3. La sua guida pastorale è stata prudente e lungimirante; ha tenuto la barra sempre diritta, ispirandosi alla legge suprema della Chiesa, la “salus animarum”. E se molte furono le iniziative, tutte però dovevano essere legate ad un unico filo, la comunione del Clero, delle persone consacrate, delle comunità cristiane. In questa prospettiva, non cessava di ripeterci che era meglio fare un passo insieme piuttosto che due da soli. Grande principio ecclesiale, che traduceva in modo semplice e diretto le parole del Vangelo e il respiro del Concilio Vaticano II, a cui aveva avuto la gioia di partecipare. In questa prospettiva, ma anche prevedendo i tempi, insistette sulla vita dei vicariati, sui Consigli Pastorali vicariali, su possibili servizi comuni. E su questa strada io stesso continuo ad incoraggiare – preti e laici – nella continuità sua e degli altri miei venerati Predecessori.
Vorrei citare ancora alcune sue parole per il bene spirituale di tutti: “Ho passato una vita felice sentendomi Sacerdote romano, ministro di Dio per l’umanità; ma devo confessare qui che per tutta la vita mi ha accompagnato, facendomi soffrire, una pungente insoddisfazione perché sono stato pigro nel corrispondere all’Amore Infinito che mi ha voluto Sacerdote, Vescovo, Cardinale” (dal Testamento). Cari Amici, il giudizio è solo di Dio e questo ci conforta, ma possa essere anche nostra questa santa e pungente insoddisfazione, che sicuramente – come per lui – ci pungola ad essere sempre più generosi e corrispondenti alla sovrabbondanza della Grazia.

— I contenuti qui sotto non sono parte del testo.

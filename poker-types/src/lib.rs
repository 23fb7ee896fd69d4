pub mod errors;
pub mod events;
pub mod room;
pub mod session;
pub mod user;
pub mod vote;

// Re-export all types
pub use errors::*;
pub use events::*;
pub use room::*;
pub use session::*;
pub use user::*;
pub use vote::*;
use serde::{Deserialize, Serialize};
use ts_rs::TS;

/// Error body the backend returns on non-success responses.
#[derive(Debug, Clone, Serialize, Deserialize, TS)]
#[ts(export)]
pub struct ErrorBody {
    pub error: String,
}
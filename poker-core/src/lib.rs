pub mod engine;
pub mod events;
pub mod tally;

// Re-export main components
pub use engine::*;
pub use events::*;
pub use tally::*;
use serde::{Deserialize, Serialize};
use ts_rs::TS;

/// Backend-issued identifiers are opaque strings.
pub type AnonymousId = String;

/// Anonymous identity for this device profile.
///
/// `anonymous_id` is the only key used to correlate a person across the
/// REST and push views. `name` is display-only and may change.
#[derive(Debug, Clone, PartialEq, Serialize, Deserialize, TS)]
#[ts(export)]
#[serde(rename_all = "camelCase")]
pub struct Identity {
    pub name: String,
    pub anonymous_id: AnonymousId,
}

impl Identity {
    pub fn new(name: impl Into<String>, anonymous_id: impl Into<String>) -> Self {
        Self {
            name: name.into(),
            anonymous_id: anonymous_id.into(),
        }
    }

    /// An identity with a blank name or id must never reach the wire.
    pub fn is_empty(&self) -> bool {
        self.name.trim().is_empty() || self.anonymous_id.trim().is_empty()
    }
}

#[derive(Debug, Clone, Copy, PartialEq, Eq, Serialize, Deserialize, TS)]
#[ts(export)]
#[serde(rename_all = "lowercase")]
pub enum Role {
    Participant,
    Observer,
}

/// A room member as the backend reports it.
#[derive(Debug, Clone, PartialEq, Serialize, Deserialize, TS)]
#[ts(export)]
#[serde(rename_all = "camelCase")]
pub struct Participant {
    pub anonymous_id: AnonymousId,
    pub name: String,
    pub role: Role,
}

impl Participant {
    /// Observers never cast votes and are excluded from completeness checks.
    pub fn is_voter(&self) -> bool {
        self.role == Role::Participant
    }
}
use anyhow::{Context, Result};
use regex::Regex;

pub(crate) const HEADER_KEYWORDS: [&str; 6] =
    ["item", "description", "unit", "quantity", "rate", "amount"];

const TOTAL_KEYWORDS: [&str; 3] = ["total", "subtotal", "grand total"];

/// Compiled patterns shared by the parser and the formatter.
#[derive(Debug, Clone)]
pub(crate) struct TablePatterns {
    whitespace_run: Regex,
    number_presence: Regex,
    number_exact: Regex,
    section_marker: Regex,
}

impl TablePatterns {
    pub(crate) fn new() -> Result<Self> {
        Ok(Self {
            whitespace_run: Regex::new(r"\s{2,}")
                .context("failed to compile whitespace-run delimiter regex")?,
            number_presence: Regex::new(r"[\d,]+(?:\.\d+)?")
                .context("failed to compile number presence regex")?,
            number_exact: Regex::new(r"^[\d,]+(?:\.\d+)?$")
                .context("failed to compile exact number regex")?,
            section_marker: Regex::new(r"^[A-Z][.:]")
                .context("failed to compile section marker regex")?,
        })
    }

    pub(crate) fn whitespace_run(&self) -> &Regex {
        &self.whitespace_run
    }

    /// A number appears somewhere in the text. A bare run of commas is not a
    /// number.
    pub(crate) fn contains_number(&self, text: &str) -> bool {
        self.number_presence
            .find_iter(text)
            .any(|found| found.as_str().bytes().any(|byte| byte.is_ascii_digit()))
    }

    pub(crate) fn is_exact_number(&self, text: &str) -> bool {
        self.number_exact.is_match(text) && text.bytes().any(|byte| byte.is_ascii_digit())
    }

    pub(crate) fn is_section_marker(&self, cell: &str) -> bool {
        self.section_marker.is_match(cell)
    }
}

pub(crate) fn is_header_line(line: &str) -> bool {
    let lower = line.to_lowercase();
    HEADER_KEYWORDS.iter().any(|keyword| lower.contains(keyword))
}

pub(crate) fn mentions_total(text: &str) -> bool {
    let lower = text.to_lowercase();
    TOTAL_KEYWORDS.iter().any(|keyword| lower.contains(keyword))
}

pub(crate) fn is_divider_line(line: &str) -> bool {
    let trimmed = line.trim();
    if trimmed.starts_with("+---") || trimmed.starts_with("|---") {
        return true;
    }

    (trimmed.contains('-') || trimmed.contains('='))
        && trimmed
            .chars()
            .all(|ch| matches!(ch, '-' | '+' | '|' | ':' | '=') || ch.is_whitespace())
}

/// Removes markdown emphasis and heading markers that models sprinkle into
/// table cells.
pub(crate) fn strip_markup(cell: &str) -> String {
    cell.chars()
        .filter(|ch| !matches!(ch, '*' | '#'))
        .collect::<String>()
        .trim()
        .to_string()
}
use std::path::PathBuf;

use clap::{Args, Parser, Subcommand, ValueEnum};
use takeoff_table::table::{ExportKind, FormatOptions, ProjectInfo};

#[derive(Parser, Debug)]
#[command(
    name = "takeoff",
    version,
    about = "Interpret model-generated take-off and BOQ tables"
)]
pub struct Cli {
    #[command(subcommand)]
    pub command: Commands,
}

#[derive(Subcommand, Debug)]
pub enum Commands {
    Parse(ParseArgs),
    Export(ExportArgs),
}

#[derive(Args, Debug, Clone)]
pub struct CurrencyArgs {
    #[arg(long, default_value = "LKR")]
    pub currency_label: String,

    #[arg(long, default_value = "Sri Lankan Rupees")]
    pub currency_name: String,
}

#[derive(Args, Debug, Clone)]
pub struct ParseArgs {
    /// Text file to read, or `-` for stdin.
    #[arg(long, default_value = "-")]
    pub input: PathBuf,

    #[command(flatten)]
    pub currency: CurrencyArgs,

    #[arg(long, default_value_t = false)]
    pub unit_after_quantity: bool,

    #[arg(long, default_value_t = false)]
    pub json: bool,
}

impl ParseArgs {
    pub fn format_options(&self) -> FormatOptions {
        FormatOptions {
            currency_label: self.currency.currency_label.clone(),
            currency_name: self.currency.currency_name.clone(),
            unit_after_quantity: self.unit_after_quantity,
        }
    }
}

#[derive(Copy, Clone, Debug, Eq, PartialEq, ValueEnum)]
pub enum ExportKindArg {
    TakeOff,
    Boq,
}

impl ExportKindArg {
    pub fn as_kind(self) -> ExportKind {
        match self {
            Self::TakeOff => ExportKind::TakeOff,
            Self::Boq => ExportKind::BillOfQuantities,
        }
    }
}

#[derive(Args, Debug, Clone)]
pub struct ExportArgs {
    /// Text file to read, or `-` for stdin.
    #[arg(long, default_value = "-")]
    pub input: PathBuf,

    #[arg(long, default_value = ".cache/takeoff")]
    pub output_dir: PathBuf,

    /// Name of the analysed drawing; drives the suggested download name.
    #[arg(long)]
    pub source_name: Option<String>,

    #[arg(long, value_enum, default_value_t = ExportKindArg::TakeOff)]
    pub kind: ExportKindArg,

    #[arg(long)]
    pub project_name: Option<String>,

    #[arg(long)]
    pub location: Option<String>,

    #[arg(long)]
    pub client: Option<String>,

    #[command(flatten)]
    pub currency: CurrencyArgs,
}

impl ExportArgs {
    pub fn format_options(&self) -> FormatOptions {
        FormatOptions {
            currency_label: self.currency.currency_label.clone(),
            currency_name: self.currency.currency_name.clone(),
            unit_after_quantity: false,
        }
    }

    pub fn project_info(&self) -> ProjectInfo {
        ProjectInfo {
            project_name: self.project_name.clone(),
            location: self.location.clone(),
            client: self.client.clone(),
        }
    }
}
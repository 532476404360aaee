pub mod export;
pub mod parse;
#[cfg(test)]
mod tests;
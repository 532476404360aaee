use std::path::{Path, PathBuf};

use anyhow::{Result, bail};
use chrono::Utc;
use takeoff_table::model::{ExportManifest, ExportedSheet};
use takeoff_table::table::{
    ExportKind, FormatOptions, ProjectInfo, RowRole, TableParser, build_workbook, matrix_to_csv,
};
use takeoff_table::util::{
    ensure_directory, now_utc_string, read_input_text, sha256_text, utc_compact_string,
    write_json_pretty, write_text,
};
use tracing::{info, warn};

use crate::cli::ExportArgs;

pub(crate) const NO_DATA_MESSAGE: &str = "No data available to export";

pub(crate) struct ExportRequest<'a> {
    pub(crate) source: &'a str,
    pub(crate) source_name: Option<&'a str>,
    pub(crate) kind: ExportKind,
    pub(crate) project: &'a ProjectInfo,
    pub(crate) options: &'a FormatOptions,
    pub(crate) output_dir: &'a Path,
}

pub fn run(args: ExportArgs) -> Result<()> {
    let source = args.input.display().to_string();
    let text = read_input_text(&args.input)?;
    let parser = TableParser::new()?;
    let project = args.project_info();
    let options = args.format_options();

    info!(source = %source, output_dir = %args.output_dir.display(), "starting export");

    let request = ExportRequest {
        source: &source,
        source_name: args.source_name.as_deref(),
        kind: args.kind.as_kind(),
        project: &project,
        options: &options,
        output_dir: &args.output_dir,
    };
    let manifest = export_text(&parser, &text, &request)?;

    info!(
        file_name = %manifest.suggested_file_name,
        sheets = manifest.sheets.len(),
        rows = manifest.data_row_count,
        "export completed"
    );

    Ok(())
}

pub(crate) fn export_text(
    parser: &TableParser,
    text: &str,
    request: &ExportRequest<'_>,
) -> Result<ExportManifest> {
    let started_ts = Utc::now();
    let source_sha256 = sha256_text(text);
    let run_id = export_run_id(&utc_compact_string(started_ts), &source_sha256);
    let generated_on = started_ts.format("%Y-%m-%d").to_string();

    let table = parser.parse(text);
    if !table.is_structured() {
        warn!(source = %request.source, "no header line found in input");
    }

    let Some(workbook) = build_workbook(
        &table,
        request.kind,
        request.source_name,
        request.project,
        request.options,
        &generated_on,
    ) else {
        warn!(source = %request.source, "nothing to export");
        bail!(NO_DATA_MESSAGE);
    };

    let export_dir = prepare_export_dir(request.output_dir, &run_id)?;

    let mut sheets = Vec::<ExportedSheet>::with_capacity(workbook.sheets.len());
    for (index, sheet) in workbook.sheets.iter().enumerate() {
        let csv_path =
            export_dir.join(format!("{:02}_{}.csv", index + 1, sheet_slug(&sheet.name)));
        write_text(&csv_path, &matrix_to_csv(&sheet.rows))?;
        info!(path = %csv_path.display(), rows = sheet.rows.len(), "wrote sheet");

        sheets.push(ExportedSheet {
            name: sheet.name.clone(),
            csv_path: csv_path.display().to_string(),
            row_count: sheet.rows.len(),
            column_widths: sheet.column_widths.clone(),
        });
    }

    let manifest = ExportManifest {
        manifest_version: 1,
        run_id,
        generated_at: now_utc_string(),
        source: request.source.to_string(),
        source_sha256,
        kind: request.kind,
        suggested_file_name: workbook.file_name,
        currency: request.options.currency_description(),
        project: request.project.clone(),
        data_row_count: table.rows.len(),
        total_row_count: table
            .rows
            .iter()
            .filter(|row| row.role == RowRole::Total)
            .count(),
        sheets,
    };

    let manifest_path = export_dir.join("export_manifest.json");
    write_json_pretty(&manifest_path, &manifest)?;
    info!(path = %manifest_path.display(), "wrote export manifest");

    Ok(manifest)
}

pub(crate) fn export_run_id(compact_ts: &str, source_sha256: &str) -> String {
    let digest_prefix = source_sha256.get(..8).unwrap_or(source_sha256);
    format!("export-{compact_ts}-{digest_prefix}")
}

/// Creates the run directory. A directory left by an earlier run is an error.
pub(crate) fn prepare_export_dir(output_dir: &Path, run_id: &str) -> Result<PathBuf> {
    let export_dir = output_dir.join(run_id);
    if export_dir.exists() {
        bail!("export directory already exists: {}", export_dir.display());
    }
    ensure_directory(&export_dir)?;
    Ok(export_dir)
}

fn sheet_slug(name: &str) -> String {
    name.split_whitespace()
        .map(str::to_ascii_lowercase)
        .collect::<Vec<String>>()
        .join("_")
}
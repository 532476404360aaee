use serde::Serialize;

use crate::table::{DelimiterStrategy, DisplayModel, ExportKind, FormatOptions, ProjectInfo};

#[derive(Debug, Clone, Serialize)]
pub struct ParseReport {
    pub source: String,
    pub source_sha256: String,
    pub structured: bool,
    pub delimiter: Option<DelimiterStrategy>,
    pub row_count: usize,
    pub options: FormatOptions,
    pub display: Option<DisplayModel>,
    /// Set when no header line was found; shown verbatim by callers.
    pub raw_text: Option<String>,
}

#[derive(Debug, Clone, Serialize)]
pub struct ExportedSheet {
    pub name: String,
    pub csv_path: String,
    pub row_count: usize,
    pub column_widths: Vec<Option<u16>>,
}

#[derive(Debug, Clone, Serialize)]
pub struct ExportManifest {
    pub manifest_version: u32,
    pub run_id: String,
    pub generated_at: String,
    pub source: String,
    pub source_sha256: String,
    pub kind: ExportKind,
    pub suggested_file_name: String,
    pub currency: String,
    pub project: ProjectInfo,
    pub data_row_count: usize,
    pub total_row_count: usize,
    pub sheets: Vec<ExportedSheet>,
}
use serde::Serialize;

use super::patterns::TablePatterns;
use super::{ParsedRow, ParsedTable, RowRole};

pub const DEFAULT_CURRENCY_LABEL: &str = "LKR";
pub const DEFAULT_CURRENCY_NAME: &str = "Sri Lankan Rupees";

#[derive(Debug, Clone, PartialEq, Eq, Serialize)]
pub struct FormatOptions {
    pub currency_label: String,
    pub currency_name: String,
    pub unit_after_quantity: bool,
}

impl Default for FormatOptions {
    fn default() -> Self {
        Self {
            currency_label: DEFAULT_CURRENCY_LABEL.to_string(),
            currency_name: DEFAULT_CURRENCY_NAME.to_string(),
            unit_after_quantity: false,
        }
    }
}

impl FormatOptions {
    pub fn currency_description(&self) -> String {
        format!("{} ({})", self.currency_name, self.currency_label)
    }
}

/// Semantic role of a column, inferred from its header text.
#[derive(Debug, Clone, Copy, PartialEq, Eq, Serialize)]
#[serde(rename_all = "snake_case")]
pub enum ColumnRole {
    ItemCode,
    Description,
    Unit,
    Quantity,
    Rate,
    Amount,
    Other,
}

impl ColumnRole {
    /// Money and measure keywords outrank qualifiers such as "Unit" in
    /// "Unit Rate" or "Item" in "Item Description".
    pub fn from_header(header: &str) -> Self {
        let lower = header.to_lowercase();
        if lower.contains("amount") {
            ColumnRole::Amount
        } else if lower.contains("rate") {
            ColumnRole::Rate
        } else if lower.contains("quantity") {
            ColumnRole::Quantity
        } else if lower.contains("description") {
            ColumnRole::Description
        } else if lower.contains("unit") {
            ColumnRole::Unit
        } else if lower.contains("item") || lower.contains("code") {
            ColumnRole::ItemCode
        } else {
            ColumnRole::Other
        }
    }

    /// Advisory spreadsheet column width, in characters.
    pub fn suggested_width(self) -> Option<u16> {
        match self {
            ColumnRole::ItemCode => Some(12),
            ColumnRole::Description => Some(40),
            ColumnRole::Unit => Some(8),
            ColumnRole::Quantity => Some(12),
            ColumnRole::Rate => Some(15),
            ColumnRole::Amount => Some(18),
            ColumnRole::Other => None,
        }
    }
}

#[derive(Debug, Clone, PartialEq, Eq, Serialize)]
pub struct DisplayHeader {
    pub text: String,
    pub role: ColumnRole,
}

#[derive(Debug, Clone, PartialEq, Eq, Serialize)]
pub struct FormattedCell {
    pub text: String,
    pub column_header: String,
    pub is_currency: bool,
    pub is_numeric: bool,
}

#[derive(Debug, Clone, PartialEq, Eq, Serialize)]
pub struct FormattedRow {
    pub role: RowRole,
    pub cells: Vec<FormattedCell>,
    /// Render the single cell across every column (colspan = header count).
    pub spans_all_columns: bool,
}

#[derive(Debug, Clone, PartialEq, Eq, Serialize)]
pub struct DisplayModel {
    pub headers: Vec<DisplayHeader>,
    pub rows: Vec<FormattedRow>,
    pub has_totals_footer: bool,
    pub totals_footer_note: Option<String>,
}

impl DisplayModel {
    pub fn column_count(&self) -> usize {
        self.headers.len()
    }
}

pub(crate) fn to_display_model(
    table: &ParsedTable,
    options: &FormatOptions,
    patterns: &TablePatterns,
) -> DisplayModel {
    let column_order = column_order(&table.headers, options);

    let headers = reorder(&table.headers, column_order.as_deref())
        .into_iter()
        .map(|text| DisplayHeader {
            role: ColumnRole::from_header(&text),
            text,
        })
        .collect::<Vec<DisplayHeader>>();

    let rows = table
        .rows
        .iter()
        .map(|row| {
            format_row(
                row,
                &table.headers,
                column_order.as_deref(),
                options,
                patterns,
            )
        })
        .collect::<Vec<FormattedRow>>();

    let has_totals_footer = rows.iter().any(|row| row.role == RowRole::Total);
    let totals_footer_note = has_totals_footer
        .then(|| format!("All prices shown in {}", options.currency_description()));

    DisplayModel {
        headers,
        rows,
        has_totals_footer,
        totals_footer_note,
    }
}

fn format_row(
    row: &ParsedRow,
    headers: &[String],
    column_order: Option<&[usize]>,
    options: &FormatOptions,
    patterns: &TablePatterns,
) -> FormattedRow {
    // Bind to headers in their original order before any reordering.
    let cells = row
        .cells
        .iter()
        .enumerate()
        .map(|(index, text)| {
            let header = headers.get(index).map(String::as_str).unwrap_or_default();
            format_cell(text, header, options, patterns)
        })
        .collect::<Vec<FormattedCell>>();

    FormattedRow {
        role: row.role,
        spans_all_columns: row.role == RowRole::SectionHeader && row.cells.len() == 1,
        cells: reorder(&cells, column_order),
    }
}

fn format_cell(
    text: &str,
    column_header: &str,
    options: &FormatOptions,
    patterns: &TablePatterns,
) -> FormattedCell {
    let label = options.currency_label.as_str();
    let unlabelled = if label.is_empty() {
        text.trim().to_string()
    } else {
        text.replace(label, "").trim().to_string()
    };

    let header_lower = column_header.to_lowercase();
    let is_money_column = header_lower.contains("amount") || header_lower.contains("rate");
    let is_currency = is_money_column && patterns.contains_number(text);
    let is_numeric = patterns.is_exact_number(&unlabelled);

    let display_text = if is_currency && !label.is_empty() && !text.contains(label) {
        format!("{label} {}", text.trim())
    } else {
        text.to_string()
    };

    FormattedCell {
        text: display_text,
        column_header: column_header.to_string(),
        is_currency,
        is_numeric,
    }
}

/// Permutation that moves the unit column directly after the quantity
/// column. `None` means the original order stands.
fn column_order(headers: &[String], options: &FormatOptions) -> Option<Vec<usize>> {
    if !options.unit_after_quantity {
        return None;
    }

    let unit_index = headers
        .iter()
        .position(|header| ColumnRole::from_header(header) == ColumnRole::Unit)?;
    let quantity_index = headers
        .iter()
        .position(|header| ColumnRole::from_header(header) == ColumnRole::Quantity)?;
    if unit_index == quantity_index || unit_index == quantity_index + 1 {
        return None;
    }

    let mut order = (0..headers.len()).collect::<Vec<usize>>();
    order.remove(unit_index);
    let quantity_position = order
        .iter()
        .position(|index| *index == quantity_index)
        .unwrap_or(order.len().saturating_sub(1));
    order.insert(quantity_position + 1, unit_index);
    Some(order)
}

fn reorder<T: Clone>(values: &[T], column_order: Option<&[usize]>) -> Vec<T> {
    let Some(order) = column_order else {
        return values.to_vec();
    };

    // Rows too narrow to hold every reordered position keep their own order.
    let widest = order.iter().copied().max().unwrap_or(0);
    if values.len() <= widest {
        return values.to_vec();
    }

    let mut reordered = order
        .iter()
        .map(|index| values[*index].clone())
        .collect::<Vec<T>>();
    reordered.extend(values.iter().skip(order.len()).cloned());
    reordered
}

/// Renders the display model as a pipe table for terminal output.
pub fn render_text(model: &DisplayModel) -> String {
    let column_count = model.column_count().max(1);
    let mut lines = Vec::<String>::new();

    lines.push(format!(
        "| {} |",
        model
            .headers
            .iter()
            .map(|header| header.text.as_str())
            .collect::<Vec<&str>>()
            .join(" | ")
    ));
    lines.push(format!(
        "| {} |",
        (0..column_count)
            .map(|_| "---")
            .collect::<Vec<&str>>()
            .join(" | ")
    ));

    for row in &model.rows {
        let texts = row
            .cells
            .iter()
            .map(|cell| cell.text.as_str())
            .collect::<Vec<&str>>();

        let line = if row.spans_all_columns {
            format!("| {} |", texts.join(" "))
        } else if row.role == RowRole::Total {
            format!("| **{}** |", texts.join("** | **"))
        } else {
            let mut padded = texts;
            while padded.len() < column_count {
                padded.push("");
            }
            format!("| {} |", padded.join(" | "))
        };
        lines.push(line);
    }

    if let Some(note) = &model.totals_footer_note {
        lines.push(String::new());
        lines.push(note.clone());
    }

    lines.join("\n")
}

4. L’ultimo pensiero che vogliamo raccogliere dal suo cuore, nel quale ci ha permesso di entrare in punta di piedi, è una grande, umile, confessione di fede: “Mi presento al tribunale di Dio Giudice, umiliato perché ho molto peccato in pensieri, parole, opere e omissioni, nonostante i tantissimi e grandissimi doni ricevuti. Non soltanto non dispero ma – come con la Santa Chiesa Cattolica nostra Madre infallibile ho tante volte insegnato – professo la mia fermissima fede nella bontà infinitamente misericordiosa del nostro Dio che è sempre pronto a perdonare nel sacramento della Riconciliazione”. Oh sì, queste parole sono veramente un dono per tutti noi. Le accogliamo con affetto di figli perché nascono dal cuore di un Pastore che ha voluto tornare a casa, tra i suoi. La storia si ripete! In questi giorni, attorno alla sua salma ho visto sfilare una folla commovente: era la gente semplice, il popolo degli umili che lo ricordano come Padre. Molte le teste bianche – uomini e donne – ma anche giovani che l’hanno conosciuto per sentito dire o che, comunque, intuiscono che nel Vescovo vi è una presenza diversa, più alta, che si fa sensibile e vicina. Genova lo ha amato perché era il suo Arcivescovo e perché era lui: e lui ha amato Genova perché è parte viva della Chiesa, e perché è lei; lei con la sua storia, la sua bellezza struggente, la sua ruvida schiettezza, il suo cuore grande. E noi, come figli, lo abbracciamo e ne custodiamo le spoglie, sapendo che la sua anima immortale continuerà a guardarci – ora più e meglio di prima – dal Paradiso, e la sua preghiera per noi ricambierà con sovrabbondanza il nostro affetto.
La Madonna della Guardia, Sant’Andrea della Valle di cui portava il titolo cardinalizio, San Siro sulla cui cattedra è stato maestro della fede, accompagnino la sua anima verso il trono della misericordia e dell’amore, meta sempre presente della sua vita di cristiano e di Vescovo.